Clinical and Radiologic Outcomes of Metatarsophalangeal Hemiarthroplasty: A Review of 12 Consecutive Cases.

Orthopedics 2018 Jan 21;41(1):e64-e69. Epub 2017 Nov 21.

This study examined function, pain, satisfaction, and radiologic outcomes among patients treated with first metatarsophalangeal hemiarthroplasty.

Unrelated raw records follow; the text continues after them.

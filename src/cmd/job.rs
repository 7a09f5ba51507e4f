use clap::Parser;

use super::runner::RunnerFlags;

/// Runs a named workload on a cluster.
///
/// Operators pass `--submit-job` with the inputs; the cluster re-runs this
/// binary with `--stage` and `--step` for every task.
#[derive(Parser, Debug)]
#[command(version, about, long_about = None)]
pub struct JobArgs {
    /// Name of the workload
    #[arg(short, long)]
    pub workload: String,

    /// Input locations, globs allowed
    #[arg(short, long)]
    pub input: Vec<String>,

    /// Final output location
    #[arg(short, long)]
    pub output: Option<String>,

    /// Default number of reduce tasks per step
    #[arg(long, default_value_t = crate::runner::DEFAULT_REDUCER_TASKS)]
    pub reducer_tasks: usize,

    /// Gzip the final output
    #[arg(long)]
    pub compress_output: bool,

    /// Engine properties, as key=value
    #[arg(short = 'D', value_parser = parse_property)]
    pub properties: Vec<(String, String)>,

    #[command(flatten)]
    pub runner: RunnerFlags,

    /// Auxiliary arguments to pass to the workload.
    #[clap(value_parser, last = true)]
    pub args: Vec<String>,
}

impl JobArgs {
    /// Flags every task needs to rebuild the same pipeline.
    pub fn passthrough(&self) -> Vec<String> {
        let mut args = vec![format!("--workload={}", self.workload)];
        if !self.args.is_empty() {
            args.push("--".to_string());
            args.extend(self.args.iter().cloned());
        }
        args
    }
}

fn parse_property(s: &str) -> Result<(String, String), String> {
    match s.split_once('=') {
        Some((key, value)) if !key.is_empty() => Ok((key.to_string(), value.to_string())),
        _ => Err(format!("expected key=value, got {s:?}")),
    }
}

#[cfg(test)]
mod tests {
    use super::*;

    #[test]
    fn parses_submission() {
        let args = JobArgs::try_parse_from([
            "mrs-job",
            "--submit-job",
            "-w",
            "entry-histogram",
            "-i",
            "logs/a*.json",
            "-i",
            "s3://other/b.json",
            "-D",
            "mapred.map.tasks=8",
            "--",
            "--field=user",
        ])
        .unwrap();
        assert!(args.runner.submit_job);
        assert_eq!(args.input.len(), 2);
        assert_eq!(
            args.properties,
            vec![("mapred.map.tasks".to_string(), "8".to_string())]
        );
        assert_eq!(
            args.passthrough(),
            vec!["--workload=entry-histogram", "--", "--field=user"]
        );
    }

    #[test]
    fn rejects_bad_property() {
        assert!(parse_property("novalue").is_err());
        assert!(parse_property("=x").is_err());
    }
}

Patients were invited to participate in an outcome study conducted with questionnaires on subjective and objective outcomes and clinical and radiographic follow-up. A total of 12 patients (12 feet; mean patient age, 58.8±12.3 years) agreed to participate. Mean follow-up was 22.3±19.8 months. Of these patients, 7 were satisfied with the postoperative result. The mean visual analog scale pain score decreased significantly from 7.0±2.3 preoperatively to 3.5±3.3 postoperatively (P=.024). Mean passive range of motion of the first metatarsophalangeal joint was 32°±10° preoperatively, 93°±18° intraoperatively after implantation of the prosthesis and closure of the joint capsule, and 38°±19° at final follow-up (P=.26). Mean American Orthopaedic Foot and Ankle Society forefoot score increased significantly from 47.3±14.7 preoperatively to 71.8±15.2 at last follow-up (P=.033). During the follow-up period, 6 patients underwent additional procedures: 5 therapeutic joint infiltrations and 1 arthrodesis. No patients had radiologic loosening of the implant at final follow-up. Osseous dysplastic changes at the base of the proximal phalanx were noted among 6 of 11 patients (12 total cases) at final follow-up. Although first metatarsophalangeal hemiarthroplasty provided significant pain reduction at mean follow-up of 22.3 months, range of motion of the first metatarsophalangeal joint was not restored to anticipated levels and there were high rates of patient dissatisfaction and secondary interventions. [Orthopedics. 2018; 41(1):e64-e69.].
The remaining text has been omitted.